Glycosylation has been previously reported to play important roles in regulating PD-L1 protein stability [14]. We thus sought to investigate whether RBMS1 affects PD-L1 stability via modulating its glycosylation. We treated cells with tunicamycin, a glycosylation inhibitor, and found that the protein bands corresponding to PD-L1 shifted down to a smaller size similar to that of the non-glycosylated form (Figs. 3E and S7). Strikingly, RBMS1 was not capable of affecting the level of non-glycosylated PD-L1 upon the tunicamycin treatment with or without IFN-γ (Figs. 3E and S7). We further validated this observation by examining the level of exogenously expressed wild type or non-glycosylated form (4NQ) PD-L1 [14], and found that RBMS1 only affected the protein level of glycosylated wild type PD-L1, but not PD-L1 with 4NQ mutation that cannot be glycosylated in both MDA-MB-231 and HEK293T cells (Figs. 3F, S3E and S7). Altogether, our results imply that RBMS1 regulates PD-L1 protein degradation through modulating its glycosylation.
RBMS1 controls the mRNA stability of B4GALT1 glycosyltransferase to mediate PD-L1 glycosylation
To mechanistically study how RBMS1 regulates PD-L1 glycosylation, we performed an RNA-seq assay with RBMS1-depleted or control MDA-MB-231 cells. We found that the glycosyltransferase beta-1,4-galactosyltransferase 1 (B4GALT1) was one of the top hits whose expression level was significantly decreased upon RBMS1 depletion in breast cancer cells (Figs. 4A and S4A–B). However, levels of other members of the B4GALT1 family (e.g. B4GALT3, B4GALT4, and B4GALT7) and B3GNT3, the known glycosyltransferase of PD-L1, were not affected by RBMS1 (Fig. S4C), indicating that RBMS1 specifically regulates the level of B4GALT1. In addition, the protein level of B4GALT1 was reduced accordingly in the absence or presence of IFN-γ (Figs. 4B and S7).
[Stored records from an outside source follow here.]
use std::fs;
use std::path::Path;

use tracing::debug;

use crate::simulation::error::{AsimError, Result};
use crate::simulation::table::{Column, ColumnType, Table};

/// Reads a csv file into a table. `index_column` must hold unique integers, every column in
/// `schema` must be present. Any other column of the file is ignored.
pub fn read_table(
    path: &Path,
    table_name: &str,
    index_column: &str,
    schema: &[(&str, ColumnType)],
) -> Result<Table> {
    let mut reader = csv::Reader::from_path(path).map_err(AsimError::csv(path))?;
    let headers = reader.headers().map_err(AsimError::csv(path))?.clone();

    let find = |name: &str| {
        headers
            .iter()
            .position(|h| h.trim() == name)
            .ok_or_else(|| AsimError::MissingColumn {
                table: table_name.to_string(),
                column: name.to_string(),
            })
    };
    let index_pos = find(index_column)?;
    let column_pos = schema
        .iter()
        .map(|(name, _)| find(name))
        .collect::<Result<Vec<_>>>()?;

    let mut index = Vec::new();
    let mut columns: Vec<Column> = schema
        .iter()
        .map(|(_, column_type)| match column_type {
            ColumnType::Int => Column::Int(Vec::new()),
            ColumnType::Float => Column::Float(Vec::new()),
            ColumnType::Str => Column::Str(Vec::new()),
        })
        .collect();

    for record in reader.records() {
        let record = record.map_err(AsimError::csv(path))?;
        let field = |pos: usize| record.get(pos).unwrap_or("").trim();

        index.push(parse_int(path, index_column, field(index_pos))?);
        for ((column, &pos), (name, _)) in columns.iter_mut().zip(&column_pos).zip(schema) {
            let raw = field(pos);
            match column {
                Column::Int(values) => values.push(parse_int(path, name, raw)?),
                Column::Float(values) => values.push(raw.parse().map_err(|_| {
                    AsimError::ParseValue {
                        path: path.to_path_buf(),
                        column: name.to_string(),
                        value: raw.to_string(),
                        expected: ColumnType::Float,
                    }
                })?),
                Column::Str(values) => values.push(raw.to_string()),
            }
        }
    }

    let mut table = Table::new(table_name, index_column, index)?;
    for ((name, _), column) in schema.iter().zip(columns) {
        table.set_column(*name, column)?;
    }
    debug!("Read {} rows of table {table_name} from {path:?}", table.len());
    Ok(table)
}

// Integer columns written by other tools sometimes carry a trailing `.0`.
fn parse_int(path: &Path, column: &str, raw: &str) -> Result<i64> {
    raw.parse::<i64>()
        .ok()
        .or_else(|| {
            raw.parse::<f64>()
                .ok()
                .filter(|f| f.fract() == 0.0 && f.is_finite())
                .map(|f| f as i64)
        })
        .ok_or_else(|| AsimError::ParseValue {
            path: path.to_path_buf(),
            column: column.to_string(),
            value: raw.to_string(),
            expected: ColumnType::Int,
        })
}

/// Writes the table with its index as first column.
pub fn write_table(table: &Table, path: &Path) -> Result<()> {
    if let Some(parent) = path.parent() {
        if !parent.as_os_str().is_empty() {
            fs::create_dir_all(parent).map_err(AsimError::io(parent))?;
        }
    }
    let mut writer = csv::Writer::from_path(path).map_err(AsimError::csv(path))?;
    let header: Vec<&str> = std::iter::once(table.index_name())
        .chain(table.column_names())
        .collect();
    writer.write_record(&header).map_err(AsimError::csv(path))?;
    for position in 0..table.len() {
        writer
            .write_record(table.row_strings(position))
            .map_err(AsimError::csv(path))?;
    }
    writer.flush().map_err(AsimError::io(path))?;
    Ok(())
}
use std::fs;

use clap::Parser;
use tracing::{error, info};

use rust_asim::simulation::config::CommandLineArgs;
use rust_asim::simulation::context::PipelineContext;
use rust_asim::simulation::error::{AsimError, Result};
use rust_asim::simulation::logging::{init_logging, init_std_out_logging_thread_local};
use rust_asim::simulation::models::DEFAULT_MODELS;
use rust_asim::simulation::pipeline::Pipeline;

fn main() -> Result<()> {
    let args = CommandLineArgs::parse();
    let mut context = {
        let _guard = init_std_out_logging_thread_local();
        info!("Starting run with args: {args:?}");
        let mut context =
            PipelineContext::new(&args.configs_dir, &args.data_dir, &args.output_dir)?;
        let mut settings = context.settings().clone();
        settings.apply_overrides(&args.overrides)?;
        context.set_settings(settings);
        context
    };

    fs::create_dir_all(&args.output_dir).map_err(AsimError::io(&args.output_dir))?;
    let _guards = init_logging(context.settings(), &args.output_dir);

    let settings = context.settings().clone();
    let models: Vec<&str> = if settings.models.is_empty() {
        DEFAULT_MODELS.to_vec()
    } else {
        settings.models.iter().map(String::as_str).collect()
    };
    let resume_after = args.resume_after.as_deref().or(settings.resume_after.as_deref());
    context.clear_cache();

    let result = Pipeline::run(context, models.as_slice(), resume_after).and_then(Pipeline::close);
    match &result {
        Ok(()) => info!("Finished {} model steps", models.len()),
        Err(e) => error!("Run failed: {e}"),
    }
    result
}
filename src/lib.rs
pub mod simulation;
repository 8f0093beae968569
use itertools::Itertools;
use tracing::info;

use crate::simulation::error::Result;
use crate::simulation::models::auto_ownership::AUTO_OWNERSHIP;
use crate::simulation::models::choice::{UtilityMatrix, UNAVAILABLE};
use crate::simulation::models::chunk::for_each_chunk;
use crate::simulation::models::StepContext;
use crate::simulation::population::{ptype, HOUSEHOLDS, PERSONS};
use crate::simulation::table::Column;

pub const CDAP_ACTIVITY: &str = "cdap_activity";

pub const MANDATORY: &str = "M";
pub const NON_MANDATORY: &str = "N";
pub const HOME: &str = "H";

const ACTIVITIES: [&str; 3] = [MANDATORY, NON_MANDATORY, HOME];

/// Constants by person type 1 to 8.
const MANDATORY_ASC: [f64; 8] = [2.5, 1.0, 1.5, 0.0, 0.0, 2.8, 3.0, 1.0];
const NON_MANDATORY_ASC: [f64; 8] = [0.2, 0.8, 0.6, 1.1, 0.9, 0.3, 0.2, 0.5];

const NO_CAR_MANDATORY: f64 = -0.3;
const CAR_NON_MANDATORY: f64 = 0.4;
const CHILDREN_NON_MANDATORY: f64 = 0.2;

crate::register_step!("cdap_simulate", cdap_simulate);

fn is_adult_worker(person_type: i64) -> bool {
    matches!(
        person_type,
        ptype::FULL_TIME_WORKER | ptype::PART_TIME_WORKER
    )
}

/// Coordinated daily activity pattern: every person is assigned a mandatory (`M`),
/// non-mandatory (`N`) or stay at home (`H`) day. Only workers and students can have a
/// mandatory day.
pub fn cdap_simulate(ctx: &mut StepContext) -> Result<()> {
    let persons = ctx.table(PERSONS)?;
    let households = ctx.table(HOUSEHOLDS)?;

    let household_ids = persons.ints("household_id")?;
    let person_types = persons.ints("ptype")?;
    let is_worker = persons.ints("is_worker")?;
    let is_student = persons.ints("is_student")?;
    let alternatives: Vec<String> = ACTIVITIES.iter().map(|a| a.to_string()).collect();

    let positions: Vec<usize> = (0..persons.len()).collect();
    let chosen = for_each_chunk(ctx.step_name(), &positions, ctx.chunk_size(), |chunk| {
        let mut utilities =
            UtilityMatrix::with_capacity(ctx.step_name(), alternatives.clone(), chunk.len());
        for &p in chunk {
            let household = household_ids[p];
            let cars = households.get_int(AUTO_OWNERSHIP, household)?;
            let children = households.get_int("num_children", household)?;
            let t = (person_types[p].clamp(1, 8) - 1) as usize;

            let mandatory = if is_worker[p] == 1 || is_student[p] == 1 {
                let no_car = if cars == 0 && is_adult_worker(person_types[p]) {
                    NO_CAR_MANDATORY
                } else {
                    0.0
                };
                MANDATORY_ASC[t] + no_car
            } else {
                UNAVAILABLE
            };
            let non_mandatory = NON_MANDATORY_ASC[t]
                + if cars > 0 { CAR_NON_MANDATORY } else { 0.0 }
                + if children > 0 { CHILDREN_NON_MANDATORY } else { 0.0 };
            utilities.push_row(persons.index()[p], [mandatory, non_mandatory, 0.0]);
        }
        ctx.simulate(&utilities)
    })?;

    let activities: Vec<String> = chosen
        .into_iter()
        .map(|a| ACTIVITIES[a].to_string())
        .collect();
    let counts = activities.iter().counts();
    info!("{}: activity patterns {counts:?}", ctx.step_name());

    ctx.table_mut(PERSONS)?
        .set_column(CDAP_ACTIVITY, Column::Str(activities))?;
    ctx.trace_rows(PERSONS, Some("household_id"))
}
Conversely, overexpression of RBMS1 increased the expression level of B4GALT1 in TNBC cells (Figs. S4D and S7). We subsequently analyzed the clinical correlation of RBMS1 and B4GALT1 in TCGA breast cancer dataset, and found that the expression level of B4GALT1 is positively correlated to the level of RBMS1, especially in TNBC dataset (Fig. 4C). Knockdown of B4GALT1 could indeed reduce PD-L1 glycosylation in multiple breast cancer cells in the absence or presence of IFN-γ (Figs. 4D, S4E and S7), whereas overexpression of B4GALT1 elevated the glycosylation of PD-L1 (Figs. S4F and S7). We further re-expressed B4GALT1 in RBMS1-depleted breast cancer cells, and found that re-expression of B4GALT1 rescued RBMS1 depletion-induced decrease of PD-L1 glycosylation (Figs. 4E and S7). Meanwhile, depletion of B4GALT1 in breast cancer cells with overexpression of RBMS1 notably reduced the glycosylation of PD-L1 (Figs. 4F, S4G and S7). Additionally, PD-L1 interacted with B4GALT1 in an immunoprecipitation assay (Fig. 4G and S7). Such interaction was also observed in HCC1937 and MDA-MB-231 cells in a Proximity Ligation Assay (PLA), a powerful tool that allows in situ detection of endogenous protein interactions with high specificity and sensitivity (Figs. 4H and S4H). Taken together, our data suggest that B4GALT1 might be a novel glycosyltransferase that regulates PD-L1 glycosylation, which could be controlled by RBMS1.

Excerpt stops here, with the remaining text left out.